[What needs to be done]:
Once you have checked each line below, report only the number of lines that contain the word "current".

(Dataset entries)
━━━

use std::io;
use std::sync::Arc;

use crate::common::Plain;
use trace_rail::convert::*;
use trace_rail::{Cause, TracedError};

#[test]
fn root_cause_reaches_through_foreign_errors() {
    let io = io::Error::new(io::ErrorKind::Other, Plain("innermost"));
    let err = TracedError::wrap(io, "middle");
    let err = TracedError::wrap(err, "outer");

    assert_eq!(root_cause(&err).to_string(), "innermost");
    assert!(root_cause(&err).downcast_ref::<io::Error>().is_some());
}

#[test]
fn root_cause_of_a_root_node_is_itself() {
    let err = TracedError::new("alone");
    assert_eq!(format!("{:#}", root_cause(&err)), "alone");
}

#[test]
fn chain_yields_outermost_first() {
    let err = TracedError::wrap(Plain("plain"), "inner");
    let err = TracedError::wrap(err, "outer");

    let messages: Vec<String> = chain(&err)
        .map(|e| match e.downcast_ref::<TracedError>() {
            Some(node) => node.message().to_string(),
            None => e.to_string(),
        })
        .collect();
    assert_eq!(messages, ["outer", "inner", "plain"]);
}

#[test]
fn get_code_skips_uncoded_nodes() {
    let err = TracedError::new_with_code(7, "coded root");
    let err = TracedError::wrap(err, "plain wrap");
    assert_eq!(get_code(&err), Some(7));
    assert_eq!(get_code(&TracedError::new("uncoded")), None);
}

#[test]
fn find_cause_matches_by_type() {
    let err = TracedError::wrap(Plain("sentinel"), "lookup");
    assert_eq!(find_cause::<Plain>(&err), Some(&Plain("sentinel")));
    assert!(chain_contains::<TracedError>(&err));
    assert!(!chain_contains::<io::Error>(&err));
}

#[test]
fn outermost_code_wins() {
    let inner = TracedError::new_with_code(1, "inner");
    let outer = TracedError::wrap_with_code(inner, 2, "outer");
    assert_eq!(get_code(&outer), Some(2));

    let uncoded = TracedError::wrap(outer, "no code here");
    assert_eq!(get_code(&uncoded), Some(2));
    assert_eq!(get_code(&Plain("plain")), None);
}

#[test]
fn shared_sentinel_is_found_by_address() {
    let sentinel: Cause = Arc::new(Plain("not found"));
    let a = TracedError::wrap_shared(Arc::clone(&sentinel), "first site");
    let b = TracedError::wrap_shared(Arc::clone(&sentinel), "second site");
    let other = TracedError::wrap(Plain("not found"), "unrelated");

    assert!(is_caused_by(&a, &*sentinel));
    assert!(is_caused_by(&b, &*sentinel));
    assert!(!is_caused_by(&other, &*sentinel));
}
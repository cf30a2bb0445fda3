//! Chain node: an error message plus the call site that produced it.
//!
//! This module provides [`TracedError`], a wrapper that enriches any error with:
//! - A human message describing what was being attempted
//! - The [`Location`] of the wrap, captured through `#[track_caller]`
//! - An optional [`ErrorCode`] classifying the failure
//!
//! Wrapping never mutates an existing error; it builds a new node whose cause
//! is the old one. The chain of wraps stands in for a stack trace.

use std::sync::Arc;

use crate::types::location::Location;
use crate::types::{ErrorCode, ErrorVec};

#[cfg(feature = "serde")]
mod snapshot;
mod traits;

#[cfg(feature = "serde")]
pub use snapshot::{CauseSnapshot, ErrorSnapshot};

/// Shared handle to the error a [`TracedError`] wraps.
///
/// Several nodes may point at the same cause, e.g. a sentinel reused across
/// call sites.
pub type Cause = Arc<dyn core::error::Error + Send + Sync + 'static>;

/// Error annotated with a message and the location it was raised or wrapped at.
#[must_use]
#[derive(Clone)]
pub struct TracedError {
    pub(crate) message: String,
    pub(crate) cause: Option<Cause>,
    pub(crate) location: Location,
    pub(crate) code: Option<ErrorCode>,
}

impl TracedError {
    /// Creates a root error without a cause.
    ///
    /// # Examples
    ///
    /// ```
    /// use trace_rail::TracedError;
    ///
    /// let err = TracedError::new("config missing");
    /// assert_eq!(format!("{:#}", err), "config missing");
    /// assert!(err.cause().is_none());
    /// ```
    #[track_caller]
    #[inline]
    pub fn new(message: impl Into<String>) -> Self {
        Self::from_parts(Location::capture(None), message, None, None)
    }

    /// Creates a root error carrying a code.
    #[track_caller]
    #[inline]
    pub fn new_with_code(code: ErrorCode, message: impl Into<String>) -> Self {
        Self::from_parts(Location::capture(None), message, None, Some(code))
    }

    /// Wraps `cause` with a message describing the failed operation.
    ///
    /// Records the caller's file and line; the function name renders as `???`.
    /// [`propagate!`](crate::propagate) and [`wrap!`](macro@crate::wrap) also
    /// record it.
    ///
    /// # Examples
    ///
    /// ```
    /// use trace_rail::TracedError;
    ///
    /// let io = std::io::Error::new(std::io::ErrorKind::NotFound, "no such file");
    /// let err = TracedError::wrap(io, "loading settings");
    /// assert_eq!(format!("{:#}", err), "loading settings: no such file");
    /// ```
    #[track_caller]
    #[inline]
    pub fn wrap<E>(cause: E, message: impl Into<String>) -> Self
    where
        E: core::error::Error + Send + Sync + 'static,
    {
        Self::from_parts(Location::capture(None), message, Some(Arc::new(cause)), None)
    }

    /// Wraps `cause` and attaches a code to the new node.
    #[track_caller]
    #[inline]
    pub fn wrap_with_code<E>(cause: E, code: ErrorCode, message: impl Into<String>) -> Self
    where
        E: core::error::Error + Send + Sync + 'static,
    {
        Self::from_parts(Location::capture(None), message, Some(Arc::new(cause)), Some(code))
    }

    /// Wraps an already shared cause without re-allocating it.
    #[track_caller]
    #[inline]
    pub fn wrap_shared(cause: Cause, message: impl Into<String>) -> Self {
        Self::from_parts(Location::capture(None), message, Some(cause), None)
    }

    /// Wraps a bare error value; the message is left empty so renderings show
    /// the cause text directly after the location.
    #[track_caller]
    #[inline]
    pub fn from_error<E>(cause: E) -> Self
    where
        E: core::error::Error + Send + Sync + 'static,
    {
        Self::from_parts(Location::capture(None), String::new(), Some(Arc::new(cause)), None)
    }

    /// Assembles a node from a location that was captured elsewhere.
    ///
    /// Used by the macros, which capture the location together with the
    /// enclosing function name.
    #[inline]
    pub fn from_parts(
        location: Location,
        message: impl Into<String>,
        cause: Option<Cause>,
        code: Option<ErrorCode>,
    ) -> Self {
        Self { message: message.into(), cause, location, code }
    }

    /// Message given at construction, without location or cause.
    #[inline]
    pub fn message(&self) -> &str {
        &self.message
    }

    /// Same as [`message`](Self::message); the building block renderers start from.
    #[inline]
    pub fn plain_text(&self) -> &str {
        &self.message
    }

    /// Where this node was built.
    #[inline]
    pub fn location(&self) -> &Location {
        &self.location
    }

    /// Code attached to this node. See [`get_code`](crate::get_code) for
    /// a lookup that walks the chain.
    #[inline]
    pub fn code(&self) -> Option<ErrorCode> {
        self.code
    }

    /// The wrapped error, one level down.
    #[inline]
    pub fn cause(&self) -> Option<&(dyn core::error::Error + Send + Sync + 'static)> {
        self.cause.as_deref()
    }

    /// Shared handle to the wrapped error.
    #[inline]
    pub fn shared_cause(&self) -> Option<&Cause> {
        self.cause.as_ref()
    }

    /// The next traced node in the chain, if the cause is one.
    #[inline]
    pub fn traced_cause(&self) -> Option<&TracedError> {
        self.cause()?.downcast_ref::<TracedError>()
    }

    /// Locations of every traced node, outermost first.
    ///
    /// # Examples
    ///
    /// ```
    /// use trace_rail::TracedError;
    ///
    /// let inner = TracedError::new("inner");
    /// let outer = TracedError::wrap(inner, "outer");
    /// assert_eq!(outer.frames().len(), 2);
    /// ```
    pub fn frames(&self) -> ErrorVec<&Location> {
        let mut frames = ErrorVec::new();
        let mut current = Some(self);
        while let Some(node) = current {
            frames.push(&node.location);
            current = node.traced_cause();
        }
        frames
    }

    /// Number of traced nodes in the chain, this one included.
    #[inline]
    pub fn depth(&self) -> usize {
        let mut depth = 1;
        let mut current = self;
        while let Some(next) = current.traced_cause() {
            depth += 1;
            current = next;
        }
        depth
    }
}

━━━

[Result of the task]:
6